How to complete this task — Please find how many lines of the data contain the string "tests", and respond with that number only.

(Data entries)
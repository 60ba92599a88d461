//! Store adapters
//!
//! [`MemoryStore`] is the in-process adapter for the hosted store: it keeps
//! loosely-typed JSON rows exactly as the remote service would return them
//! and normalizes at the fetch boundary. [`ChangeHub`] stands in for the
//! realtime change feed.

pub mod changes;
pub mod memory;

pub use changes::ChangeHub;
pub use memory::MemoryStore;
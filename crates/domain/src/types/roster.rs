//! Roster types
//!
//! Read-only snapshot of the user roster. The aggregation seeds its per-day
//! map from this list so that members with zero punches still report as
//! fully absent.

use serde::{Deserialize, Serialize};

/// Access role of a roster member.
///
/// Admins own calendar mutations (create/update/delete/move/resize); members
/// may only toggle completion on events assigned to them.
#[derive(Debug, Clone, Copy, PartialEq, Eq, Serialize, Deserialize)]
#[serde(rename_all = "snake_case")]
pub enum Role {
    Admin,
    Member,
}

/// One entry of the user roster as the hosted store returns it.
#[derive(Debug, Clone, PartialEq, Eq, Serialize, Deserialize)]
pub struct RosterMember {
    pub id: String,
    pub name: String,
    pub department: String,
    pub position: String,
    pub username: String,
    pub role: Role,
    /// Active flag; hidden members are excluded from dashboard views.
    pub show: bool,
}

impl RosterMember {
    /// True when this member may mutate event timing and lifecycle.
    pub fn is_admin(&self) -> bool {
        self.role == Role::Admin
    }
}
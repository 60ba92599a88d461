//! # OpsBoard App
//!
//! Application layer - command handlers and the runtime entry point.
//!
//! This crate contains:
//! - Command handlers (view layer → backend bridge)
//! - Application context (dependency injection)
//! - Main entry point and setup
//!
//! ## Architecture
//! - Depends on `domain`, `core`, and `infra`
//! - Wires up the hexagonal architecture
//! - Exposes the operations the dashboard views bind to

pub mod commands;
pub mod context;
pub mod utils;

// Re-export for convenience
pub use commands::*;
pub use context::*;
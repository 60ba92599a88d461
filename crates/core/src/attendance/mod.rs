//! Attendance aggregation
//!
//! Turns raw punches plus a roster into per-member monthly statistics and
//! today's per-day status. Pure computation over already-fetched data; the
//! port traits in [`ports`] define where that data comes from.

pub mod aggregator;
pub mod ports;

pub use aggregator::aggregate_month;
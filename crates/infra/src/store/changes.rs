//! Per-table change notifications
//!
//! The hosted store pushes coarse change events per table; subscribers react
//! by re-fetching, not by applying deltas. This hub mirrors that model
//! in-process: `notify` fans out to every listener registered for a table.

use std::collections::HashMap;
use std::sync::atomic::{AtomicU64, Ordering};
use std::sync::{Arc, Weak};

use opsboard_core::{ChangeFeed, ChangeListener, SubscriptionHandle};
use opsboard_domain::StoreTable;
use parking_lot::Mutex;
use tracing::debug;

#[derive(Default)]
struct Registry {
    listeners: Mutex<HashMap<StoreTable, HashMap<u64, ChangeListener>>>,
    next_id: AtomicU64,
}

/// Fan-out hub for store change notifications.
///
/// Subscriptions are owned by their [`SubscriptionHandle`]: dropping the
/// handle removes the listener, so no callback outlives its subscriber.
#[derive(Clone, Default)]
pub struct ChangeHub {
    registry: Arc<Registry>,
}

impl ChangeHub {
    pub fn new() -> Self {
        Self::default()
    }

    /// Notify every listener registered for `table`.
    ///
    /// Listeners run synchronously on the caller's thread; they are expected
    /// to do no more than schedule a refresh.
    pub fn notify(&self, table: StoreTable) {
        let listeners: Vec<ChangeListener> = {
            let registry = self.registry.listeners.lock();
            registry.get(&table).map(|l| l.values().cloned().collect()).unwrap_or_default()
        };
        debug!(table = table.as_str(), count = listeners.len(), "store change notification");
        for listener in listeners {
            listener();
        }
    }

    /// Number of live subscriptions for `table`.
    pub fn subscriber_count(&self, table: StoreTable) -> usize {
        self.registry.listeners.lock().get(&table).map_or(0, HashMap::len)
    }
}

impl ChangeFeed for ChangeHub {
    fn subscribe(&self, table: StoreTable, listener: ChangeListener) -> SubscriptionHandle {
        let id = self.registry.next_id.fetch_add(1, Ordering::Relaxed);
        self.registry.listeners.lock().entry(table).or_default().insert(id, listener);

        // Weak: a leaked handle must not keep the hub alive.
        let registry: Weak<Registry> = Arc::downgrade(&self.registry);
        SubscriptionHandle::new(move || {
            if let Some(registry) = registry.upgrade() {
                if let Some(listeners) = registry.listeners.lock().get_mut(&table) {
                    listeners.remove(&id);
                }
            }
        })
    }
}
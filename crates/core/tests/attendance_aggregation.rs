//! Attendance pipeline integration tests
//!
//! Drive the aggregator through the repository ports the way the app layer
//! does: fetch the roster and the clamped punch range, then aggregate.

mod support;

use chrono::NaiveDate;
use opsboard_core::{aggregate_month, AttendanceRepository, RosterRepository};
use opsboard_domain::{ClockTime, DayStatus, Role};
use support::{member, punch, MockAttendanceRepository, MockRosterRepository};

fn threshold() -> ClockTime {
    ClockTime::parse("10:10").unwrap()
}

#[tokio::test(flavor = "multi_thread")]
async fn full_pipeline_reports_every_roster_member() {
    let roster_repo = MockRosterRepository {
        roster: vec![
            member("1", "Ava", Role::Admin),
            member("2", "Ben", Role::Member),
            member("3", "Cleo", Role::Member),
        ],
    };
    let attendance_repo = MockAttendanceRepository {
        punches: vec![
            punch("1", "2024-05-01", "09:58"),
            punch("1", "2024-05-01", "18:03"),
            punch("2", "2024-05-01", "10:31"),
            // Out of range, must be excluded by the fetch window.
            punch("2", "2024-04-30", "09:00"),
        ],
    };

    let today = NaiveDate::from_ymd_opt(2024, 5, 2).unwrap();
    let month_start = NaiveDate::from_ymd_opt(2024, 5, 1).unwrap();

    let roster = roster_repo.fetch_roster().await.unwrap();
    let punches = attendance_repo.fetch_punches(month_start, today).await.unwrap();
    let reports = aggregate_month(&roster, &punches, 2024, 5, today, &threshold()).unwrap();

    assert_eq!(reports.len(), 3);

    let ava = &reports[0];
    assert_eq!(ava.monthly.days_present, 1);
    assert_eq!(ava.monthly.days_late, 0);
    assert_eq!(ava.monthly.days_absent, 1);

    let ben = &reports[1];
    assert_eq!(ben.monthly.days_present, 1);
    assert_eq!(ben.monthly.days_late, 1);
    assert_eq!(ben.monthly.average_check_in.as_ref().unwrap().as_str(), "10:31");

    // No punches at all still yields a full report.
    let cleo = &reports[2];
    assert_eq!(cleo.monthly.days_present, 0);
    assert_eq!(cleo.monthly.days_absent, 2);
    assert!(cleo.monthly.average_check_in.is_none());
}

#[tokio::test(flavor = "multi_thread")]
async fn todays_status_comes_from_todays_punches() {
    let roster_repo = MockRosterRepository { roster: vec![member("7", "Dana", Role::Member)] };
    let attendance_repo = MockAttendanceRepository {
        punches: vec![
            punch("7", "2024-05-02", "08:45"),
            punch("7", "2024-05-02", "17:59"),
        ],
    };

    let today = NaiveDate::from_ymd_opt(2024, 5, 2).unwrap();
    let month_start = NaiveDate::from_ymd_opt(2024, 5, 1).unwrap();

    let roster = roster_repo.fetch_roster().await.unwrap();
    let punches = attendance_repo.fetch_punches(month_start, today).await.unwrap();
    let reports = aggregate_month(&roster, &punches, 2024, 5, today, &threshold()).unwrap();

    let day = reports[0].today.as_ref().unwrap();
    assert_eq!(day.status, DayStatus::Present);
    assert_eq!(day.check_in.as_ref().unwrap().as_str(), "08:45");
    assert_eq!(day.check_out.as_ref().unwrap().as_str(), "17:59");
}
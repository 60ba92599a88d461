//! Optimistic calendar view reconciliation
//!
//! The reconciler keeps a local copy of the events in a watched time range.
//! Mutations follow one pattern: validate, snapshot, apply locally, send the
//! remote write, then settle. A successful write keeps the optimistic state
//! (the stored form replaces the local guess); a failed write restores the
//! snapshot. At most one mutation may be in flight per event id; a second
//! mutation against the same id is rejected with `Conflict` instead of
//! racing the first.
//!
//! The local view is a disposable cache. The store is the source of truth,
//! and `refresh` (full re-fetch of the watched range) is the reconciliation
//! primitive driven by the change feed.

use std::collections::HashMap;
use std::sync::Arc;

use chrono::{DateTime, NaiveDate, Utc};
use chrono_tz::Tz;
use opsboard_domain::{
    local_day, CalendarEvent, EventDraft, EventPatch, OpsBoardError, Result, RosterMember,
};
use parking_lot::Mutex;
use tracing::{debug, warn};

use super::filter::EventFilter;
use super::ports::EventStore;

/// Kind of mutation in flight for an event.
#[derive(Debug, Clone, Copy, PartialEq, Eq)]
pub enum MutationKind {
    Create,
    Update,
    Move,
    Resize,
    ToggleDone,
    Delete,
}

/// A renderable calendar entry: the event plus its resolved display color.
#[derive(Debug, Clone, PartialEq)]
pub struct CalendarEntry {
    pub event: CalendarEvent,
    pub color: &'static str,
}

impl From<CalendarEvent> for CalendarEntry {
    fn from(event: CalendarEvent) -> Self {
        let color = event.display_color();
        Self { event, color }
    }
}

/// How to undo an optimistic mutation if the remote write fails.
enum Rollback {
    /// Put the snapshot back in place of the optimistic version.
    Restore(CalendarEvent),
    /// Remove the optimistically inserted event.
    Remove(String),
    /// Re-insert the optimistically deleted event.
    Reinsert(CalendarEvent),
}

struct PendingMutation {
    kind: MutationKind,
    rollback: Rollback,
}

#[derive(Default)]
struct ViewState {
    entries: Vec<CalendarEvent>,
    watched: Option<(DateTime<Utc>, DateTime<Utc>)>,
    pending: HashMap<String, PendingMutation>,
}

/// Local view of a calendar range with optimistic mutations.
pub struct CalendarReconciler {
    store: Arc<dyn EventStore>,
    tz: Tz,
    state: Mutex<ViewState>,
}

impl CalendarReconciler {
    pub fn new(store: Arc<dyn EventStore>, tz: Tz) -> Self {
        Self { store, tz, state: Mutex::new(ViewState::default()) }
    }

    /// Load (or switch to) a watched range, replacing the local view.
    ///
    /// Clears any pending mutation bookkeeping: the fetched rows are the
    /// store's truth, so there is nothing left to roll back to.
    pub async fn load_range(
        &self,
        start: DateTime<Utc>,
        end: DateTime<Utc>,
    ) -> Result<usize> {
        let mut events = self.store.fetch_range(start, end).await?;
        events.sort_by(|a, b| a.start_time.cmp(&b.start_time).then_with(|| a.id.cmp(&b.id)));
        let count = events.len();

        let mut state = self.state.lock();
        state.entries = events;
        state.watched = Some((start, end));
        state.pending.clear();
        debug!(count, "calendar range loaded");
        Ok(count)
    }

    /// Re-fetch the watched range. No-op when nothing has been loaded yet.
    ///
    /// On fetch failure the prior view stays intact.
    pub async fn refresh(&self) -> Result<()> {
        let watched = self.state.lock().watched;
        if let Some((start, end)) = watched {
            self.load_range(start, end).await?;
        }
        Ok(())
    }

    /// All entries currently in view that pass `filter`, with resolved
    /// colors, ordered by start time.
    pub fn entries(&self, filter: &EventFilter) -> Vec<CalendarEntry> {
        let state = self.state.lock();
        state
            .entries
            .iter()
            .filter(|event| filter.matches(event))
            .cloned()
            .map(CalendarEntry::from)
            .collect()
    }

    /// Entries whose start falls on the local calendar day `day`.
    ///
    /// Day membership is local-day equality of the start in the configured
    /// zone, not UTC dates: a UTC-evening event can belong to the next local
    /// day. Multi-day events appear only in their start-day cell.
    pub fn entries_for_day(&self, day: NaiveDate, filter: &EventFilter) -> Vec<CalendarEntry> {
        let state = self.state.lock();
        state
            .entries
            .iter()
            .filter(|event| local_day(event.start_time, self.tz) == day && filter.matches(event))
            .cloned()
            .map(CalendarEntry::from)
            .collect()
    }

    /// Event ids with a mutation currently awaiting remote confirmation.
    pub fn pending_ids(&self) -> Vec<String> {
        self.state.lock().pending.keys().cloned().collect()
    }

    /// Create an event: validate the draft, show it immediately, persist it.
    ///
    /// On success the optimistic event is replaced by the stored form (the
    /// store may assign its own id); on failure it is removed again.
    pub async fn create_event(&self, actor: &RosterMember, draft: EventDraft) -> Result<String> {
        require_admin(actor, "create events")?;
        let optimistic = draft.clone().into_event(self.tz)?;
        let optimistic_id = optimistic.id.clone();

        {
            let mut state = self.state.lock();
            state.pending.insert(
                optimistic_id.clone(),
                PendingMutation {
                    kind: MutationKind::Create,
                    rollback: Rollback::Remove(optimistic_id.clone()),
                },
            );
            insert_sorted(&mut state.entries, optimistic);
        }

        let outcome = self.store.insert(draft).await;
        match outcome {
            Ok(stored) => {
                let stored_id = stored.id.clone();
                let mut state = self.state.lock();
                state.pending.remove(&optimistic_id);
                state.entries.retain(|e| e.id != optimistic_id);
                insert_sorted(&mut state.entries, stored);
                Ok(stored_id)
            }
            Err(err) => {
                self.settle_failure(&optimistic_id, &err);
                Err(mutation_error(err))
            }
        }
    }

    /// Apply an arbitrary partial edit to an event.
    pub async fn update_event(
        &self,
        actor: &RosterMember,
        id: &str,
        patch: EventPatch,
    ) -> Result<()> {
        require_admin(actor, "edit events")?;
        if let (Some(start), Some(end)) = (patch.start_time, patch.end_time) {
            if end < start {
                return Err(OpsBoardError::Validation(
                    "event end time must not be before its start time".into(),
                ));
            }
        }
        self.patch_event(id, MutationKind::Update, patch).await
    }

    /// Move an event to a new start, preserving its duration.
    pub async fn move_event(
        &self,
        actor: &RosterMember,
        id: &str,
        new_start: DateTime<Utc>,
    ) -> Result<()> {
        require_admin(actor, "move events")?;
        let duration = {
            let state = self.state.lock();
            find_event(&state.entries, id)?.duration()
        };
        let patch = EventPatch {
            start_time: Some(new_start),
            end_time: Some(new_start + duration),
            ..EventPatch::default()
        };
        self.patch_event(id, MutationKind::Move, patch).await
    }

    /// Change an event's end time, keeping the start fixed.
    pub async fn resize_event(
        &self,
        actor: &RosterMember,
        id: &str,
        new_end: DateTime<Utc>,
    ) -> Result<()> {
        require_admin(actor, "resize events")?;
        {
            let state = self.state.lock();
            let event = find_event(&state.entries, id)?;
            if new_end < event.start_time {
                return Err(OpsBoardError::Validation(
                    "event end time must not be before its start time".into(),
                ));
            }
        }
        let patch = EventPatch { end_time: Some(new_end), ..EventPatch::default() };
        self.patch_event(id, MutationKind::Resize, patch).await
    }

    /// Flip an event's done flag.
    ///
    /// The one mutation open to non-admins, and only on events assigned to
    /// them. Touches `is_done` alone; timing fields are never involved.
    pub async fn toggle_done(&self, actor: &RosterMember, id: &str) -> Result<()> {
        let next = {
            let state = self.state.lock();
            let event = find_event(&state.entries, id)?;
            if !actor.is_admin() && !event.is_assigned_to(&actor.id) {
                return Err(OpsBoardError::Forbidden(
                    "only assigned members may change an event's done status".into(),
                ));
            }
            !event.is_done
        };
        let patch = EventPatch { is_done: Some(next), ..EventPatch::default() };
        self.patch_event(id, MutationKind::ToggleDone, patch).await
    }

    /// Delete an event: hide it immediately, then remove it remotely.
    pub async fn delete_event(&self, actor: &RosterMember, id: &str) -> Result<()> {
        require_admin(actor, "delete events")?;
        {
            let mut state = self.state.lock();
            ensure_idle(&state, id)?;
            let snapshot = find_event(&state.entries, id)?.clone();
            state.pending.insert(
                id.to_string(),
                PendingMutation {
                    kind: MutationKind::Delete,
                    rollback: Rollback::Reinsert(snapshot),
                },
            );
            state.entries.retain(|e| e.id != id);
        }

        match self.store.delete(id).await {
            Ok(()) => {
                self.state.lock().pending.remove(id);
                Ok(())
            }
            Err(err) => {
                self.settle_failure(id, &err);
                Err(mutation_error(err))
            }
        }
    }

    /// Shared optimistic-patch path for update/move/resize/toggle.
    async fn patch_event(&self, id: &str, kind: MutationKind, patch: EventPatch) -> Result<()> {
        {
            let mut state = self.state.lock();
            ensure_idle(&state, id)?;
            let index = find_index(&state.entries, id)?;
            let snapshot = state.entries[index].clone();
            patch.apply_to(&mut state.entries[index]);
            if state.entries[index].all_day {
                state.entries[index].pin_all_day_bounds(self.tz);
            }
            state.pending.insert(
                id.to_string(),
                PendingMutation { kind, rollback: Rollback::Restore(snapshot) },
            );
        }

        match self.store.update(id, patch).await {
            Ok(stored) => {
                let mut state = self.state.lock();
                state.pending.remove(id);
                if let Ok(index) = find_index(&state.entries, id) {
                    state.entries[index] = stored;
                }
                Ok(())
            }
            Err(err) => {
                self.settle_failure(id, &err);
                Err(mutation_error(err))
            }
        }
    }

    /// Undo the optimistic half of a failed mutation.
    ///
    /// Safe to call after the view was replaced underneath the in-flight
    /// write: a `load_range` clears `pending`, making this a no-op.
    fn settle_failure(&self, id: &str, err: &OpsBoardError) {
        let mut state = self.state.lock();
        let Some(pending) = state.pending.remove(id) else {
            return;
        };
        warn!(event_id = id, kind = ?pending.kind, error = %err, "mutation failed, rolling back");
        match pending.rollback {
            Rollback::Restore(snapshot) => {
                state.entries.retain(|e| e.id != id);
                insert_sorted(&mut state.entries, snapshot);
            }
            Rollback::Remove(optimistic_id) => {
                state.entries.retain(|e| e.id != optimistic_id);
            }
            Rollback::Reinsert(snapshot) => {
                insert_sorted(&mut state.entries, snapshot);
            }
        }
    }
}

fn require_admin(actor: &RosterMember, action: &str) -> Result<()> {
    if actor.is_admin() {
        Ok(())
    } else {
        Err(OpsBoardError::Forbidden(format!("only admins may {action}")))
    }
}

fn ensure_idle(state: &ViewState, id: &str) -> Result<()> {
    if state.pending.contains_key(id) {
        return Err(OpsBoardError::Conflict(format!(
            "a mutation for event {id} is already awaiting confirmation"
        )));
    }
    Ok(())
}

fn find_index(entries: &[CalendarEvent], id: &str) -> Result<usize> {
    entries
        .iter()
        .position(|e| e.id == id)
        .ok_or_else(|| OpsBoardError::NotFound(format!("event {id} is not in the loaded range")))
}

fn find_event<'a>(entries: &'a [CalendarEvent], id: &str) -> Result<&'a CalendarEvent> {
    find_index(entries, id).map(|index| &entries[index])
}

fn insert_sorted(entries: &mut Vec<CalendarEvent>, event: CalendarEvent) {
    let at = entries.partition_point(|e| {
        (e.start_time, e.id.as_str()) < (event.start_time, event.id.as_str())
    });
    entries.insert(at, event);
}

/// Remote write failures surface as `RemoteMutation`; local rejections
/// (validation, conflict, permissions) pass through unchanged.
fn mutation_error(err: OpsBoardError) -> OpsBoardError {
    match err {
        OpsBoardError::Validation(_)
        | OpsBoardError::Forbidden(_)
        | OpsBoardError::Conflict(_)
        | OpsBoardError::NotFound(_)
        | OpsBoardError::RemoteMutation(_) => err,
        other => OpsBoardError::RemoteMutation(other.to_string()),
    }
}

Solution below — 2